* **TASK**: Print, exactly as written, every line from the first line of the records below through the line containing "use sculpt_pipeline::RunningProcess;", and nothing further.

Saved entries
·····

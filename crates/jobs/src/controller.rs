//! Lifecycle control for one training job.
//!
//! The controller never owns the process handle. The monitoring task owns
//! it; the controller keeps the pid for signalling and an exit
//! notification to wait on during `stop()`.

use std::sync::{Arc, Mutex, MutexGuard, PoisonError};
use std::time::Duration;

use serde::Serialize;
use tokio::sync::watch;
use tokio_util::sync::CancellationToken;

use sculpt_core::job::JobState;
use sculpt_core::progress::TrainingProgress;
use sculpt_core::training::TrainingParams;
use sculpt_core::types::{ProjectId, Timestamp};
use sculpt_events::{Broadcaster, EventScope, ProgressEvent};
use sculpt_pipeline::RunningProcess;

use crate::error::JobError;
use crate::monitor;
use crate::signals::{self, ControlSignal};

/// Time given to a terminated trainer before it is killed.
pub const DEFAULT_STOP_GRACE: Duration = Duration::from_secs(10);

/// Time allowed for a killed process to be reaped.
const KILL_WAIT: Duration = Duration::from_secs(5);

/// Point-in-time view of a job, as returned by every control call.
#[derive(Debug, Clone, PartialEq, Serialize)]
pub struct JobSnapshot {
    pub project: ProjectId,
    pub state: JobState,
    pub iteration: Option<u64>,
    pub loss: Option<f64>,
    pub started_at: Option<Timestamp>,
    pub finished_at: Option<Timestamp>,
    pub error: Option<String>,
    pub params: Option<TrainingParams>,
}

impl JobSnapshot {
    /// Snapshot for a project that has never been trained.
    pub fn idle(project: impl Into<ProjectId>) -> Self {
        Self {
            project: project.into(),
            state: JobState::Idle,
            iteration: None,
            loss: None,
            started_at: None,
            finished_at: None,
            error: None,
            params: None,
        }
    }
}

#[derive(Debug)]
struct JobRecord {
    state: JobState,
    iteration: Option<u64>,
    loss: Option<f64>,
    started_at: Timestamp,
    finished_at: Option<Timestamp>,
    error: Option<String>,
    stop_requested: bool,
}

/// Controls a single launched training process.
pub struct JobController {
    project: ProjectId,
    params: TrainingParams,
    pid: u32,
    process_group: bool,
    record: Mutex<JobRecord>,
    exited: watch::Receiver<bool>,
    kill: CancellationToken,
    broadcaster: Arc<Broadcaster>,
    stop_grace: Duration,
}

impl JobController {
    /// Take ownership of a freshly spawned trainer: mark the job running,
    /// announce it and start monitoring its output.
    pub async fn start(
        project: impl Into<ProjectId>,
        params: TrainingParams,
        process: RunningProcess,
        broadcaster: Arc<Broadcaster>,
        stop_grace: Duration,
    ) -> Result<Arc<Self>, JobError> {
        let project = project.into();
        let pid = process
            .pid()
            .ok_or_else(|| JobError::NotRunning(project.clone()))?;
        let (exit_tx, exited) = watch::channel(false);

        let controller = Arc::new(Self::new(
            project,
            params,
            pid,
            process.leads_process_group(),
            exited,
            broadcaster,
            stop_grace,
        ));

        tracing::info!(project = %controller.project, pid, "Training started");
        controller
            .publish(ProgressEvent::status(EventScope::Training, controller.project.clone(), JobState::Running))
            .await;

        tokio::spawn(monitor::run(Arc::clone(&controller), process, exit_tx));
        Ok(controller)
    }

    fn new(
        project: ProjectId,
        params: TrainingParams,
        pid: u32,
        process_group: bool,
        exited: watch::Receiver<bool>,
        broadcaster: Arc<Broadcaster>,
        stop_grace: Duration,
    ) -> Self {
        Self {
            project,
            params,
            pid,
            process_group,
            record: Mutex::new(JobRecord {
                state: JobState::Running,
                iteration: None,
                loss: None,
                started_at: chrono::Utc::now(),
                finished_at: None,
                error: None,
                stop_requested: false,
            }),
            exited,
            kill: CancellationToken::new(),
            broadcaster,
            stop_grace,
        }
    }

    pub fn project(&self) -> &str {
        &self.project
    }

    pub fn pid(&self) -> u32 {
        self.pid
    }

    pub fn state(&self) -> JobState {
        self.record().state
    }

    pub fn is_active(&self) -> bool {
        self.state().is_active()
    }

    pub fn status(&self) -> JobSnapshot {
        let record = self.record();
        self.snapshot_of(&record)
    }

    /// Suspend a running job.
    pub async fn pause(&self) -> Result<JobSnapshot, JobError> {
        let snapshot = {
            let mut record = self.record();
            if record.state != JobState::Running || record.stop_requested {
                return Err(JobError::NotRunning(self.project.clone()));
            }
            if !signals::send(self.pid, ControlSignal::Pause, self.process_group)? {
                return Err(JobError::NotRunning(self.project.clone()));
            }
            record.state = JobState::Paused;
            self.snapshot_of(&record)
        };

        tracing::info!(project = %self.project, pid = self.pid, "Training paused");
        self.publish(ProgressEvent::status(EventScope::Training, self.project.clone(), JobState::Paused))
            .await;
        Ok(snapshot)
    }

    /// Continue a paused job.
    pub async fn resume(&self) -> Result<JobSnapshot, JobError> {
        let snapshot = {
            let mut record = self.record();
            if record.state != JobState::Paused || record.stop_requested {
                return Err(JobError::NotPaused(self.project.clone()));
            }
            if !signals::send(self.pid, ControlSignal::Resume, self.process_group)? {
                return Err(JobError::NotRunning(self.project.clone()));
            }
            record.state = JobState::Running;
            self.snapshot_of(&record)
        };

        tracing::info!(project = %self.project, pid = self.pid, "Training resumed");
        self.publish(ProgressEvent::status(EventScope::Training, self.project.clone(), JobState::Running))
            .await;
        Ok(snapshot)
    }

    /// Stop the job: terminate, wait out the grace period, then kill.
    ///
    /// Calling it on a job that already ended returns its final status.
    pub async fn stop(&self) -> Result<JobSnapshot, JobError> {
        let already_stopping = {
            let mut record = self.record();
            if record.state.is_terminal() {
                return Ok(self.snapshot_of(&record));
            }
            std::mem::replace(&mut record.stop_requested, true)
        };
        if already_stopping {
            self.wait_for_exit(self.stop_grace + KILL_WAIT).await;
            return Ok(self.status());
        }

        tracing::info!(project = %self.project, pid = self.pid, "Stopping training");
        self.terminate().await;

        let snapshot = {
            let mut record = self.record();
            record.state = JobState::Stopped;
            record.finished_at.get_or_insert_with(chrono::Utc::now);
            self.snapshot_of(&record)
        };

        self.publish(
            ProgressEvent::status(EventScope::Training, self.project.clone(), JobState::Stopped)
                .with_message("Training stopped"),
        )
        .await;
        Ok(snapshot)
    }

    /// Wait until the monitoring task has reaped the process, up to
    /// `timeout`. Returns whether it did.
    pub async fn wait_for_exit(&self, timeout: Duration) -> bool {
        let mut exited = self.exited.clone();
        // A closed channel means the monitor is gone, which only happens
        // after the process was reaped.
        let reaped = tokio::time::timeout(timeout, exited.wait_for(|done| *done))
            .await
            .is_ok();
        reaped
    }

    #[cfg(unix)]
    async fn terminate(&self) {
        for signal in [ControlSignal::Resume, ControlSignal::Terminate] {
            if let Err(e) = signals::send(self.pid, signal, self.process_group) {
                tracing::warn!(project = %self.project, error = %e, "Signal failed");
            }
        }
        if self.wait_for_exit(self.stop_grace).await {
            return;
        }

        tracing::warn!(
            project = %self.project,
            grace_secs = self.stop_grace.as_secs(),
            "Trainer ignored SIGTERM, killing",
        );
        if let Err(e) = signals::send(self.pid, ControlSignal::Kill, self.process_group) {
            tracing::warn!(project = %self.project, error = %e, "Signal failed");
        }
        self.kill.cancel();
        if !self.wait_for_exit(KILL_WAIT).await {
            tracing::error!(project = %self.project, pid = self.pid, "Trainer did not exit after SIGKILL");
        }
    }

    #[cfg(not(unix))]
    async fn terminate(&self) {
        self.kill.cancel();
        if !self.wait_for_exit(self.stop_grace + KILL_WAIT).await {
            tracing::error!(project = %self.project, pid = self.pid, "Trainer did not exit after kill");
        }
    }

    // ---- used by the monitoring task ----

    pub(crate) fn kill_token(&self) -> &CancellationToken {
        &self.kill
    }

    pub(crate) async fn record_progress(&self, sample: TrainingProgress) {
        {
            let mut record = self.record();
            record.iteration = Some(sample.iteration);
            record.loss = Some(sample.loss);
        }
        self.publish(ProgressEvent::progress(EventScope::Training, self.project.clone(), sample))
            .await;
    }

    pub(crate) async fn record_log(&self, line: String) {
        self.publish(ProgressEvent::log(EventScope::Training, self.project.clone(), line))
            .await;
    }

    /// Record how the process ended. `Err` carries the failure message.
    ///
    /// A stop in progress owns the terminal transition, so nothing is
    /// published in that case.
    pub(crate) async fn record_exit(&self, outcome: Result<(), String>) {
        let events = {
            let mut record = self.record();
            record.finished_at = Some(chrono::Utc::now());
            if record.stop_requested {
                record.state = JobState::Stopped;
                Vec::new()
            } else {
                match outcome {
                    Ok(()) => {
                        record.state = JobState::Completed;
                        vec![ProgressEvent::status(
                            EventScope::Training,
                            self.project.clone(),
                            JobState::Completed,
                        )
                        .with_message("Training completed")]
                    }
                    Err(message) => {
                        record.state = JobState::Errored;
                        record.error = Some(message.clone());
                        vec![
                            ProgressEvent::error(EventScope::Training, self.project.clone(), message.clone()),
                            ProgressEvent::status(EventScope::Training, self.project.clone(), JobState::Errored)
                                .with_message(message),
                        ]
                    }
                }
            }
        };

        for event in events {
            self.publish(event).await;
        }
    }

    // ---- private helpers ----

    fn record(&self) -> MutexGuard<'_, JobRecord> {
        self.record.lock().unwrap_or_else(PoisonError::into_inner)
    }

    fn snapshot_of(&self, record: &JobRecord) -> JobSnapshot {
        JobSnapshot {
            project: self.project.clone(),
            state: record.state,
            iteration: record.iteration,
            loss: record.loss,
            started_at: Some(record.started_at),
            finished_at: record.finished_at,
            error: record.error.clone(),
            params: Some(self.params.clone()),
        }
    }

    async fn publish(&self, event: ProgressEvent) {
        self.broadcaster.publish(event).await;
    }
}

·····

* **TASK ANSWER**:
filename crates/jobs/src/controller.rs
//! Lifecycle control for one training job.
//!
//! The controller never owns the process handle. The monitoring task owns
//! it; the controller keeps the pid for signalling and an exit
//! notification to wait on during `stop()`.

use std::sync::{Arc, Mutex, MutexGuard, PoisonError};
use std::time::Duration;

use serde::Serialize;
use tokio::sync::watch;
use tokio_util::sync::CancellationToken;

use sculpt_core::job::JobState;
use sculpt_core::progress::TrainingProgress;
use sculpt_core::training::TrainingParams;
use sculpt_core::types::{ProjectId, Timestamp};
use sculpt_events::{Broadcaster, EventScope, ProgressEvent};
use sculpt_pipeline::RunningProcess;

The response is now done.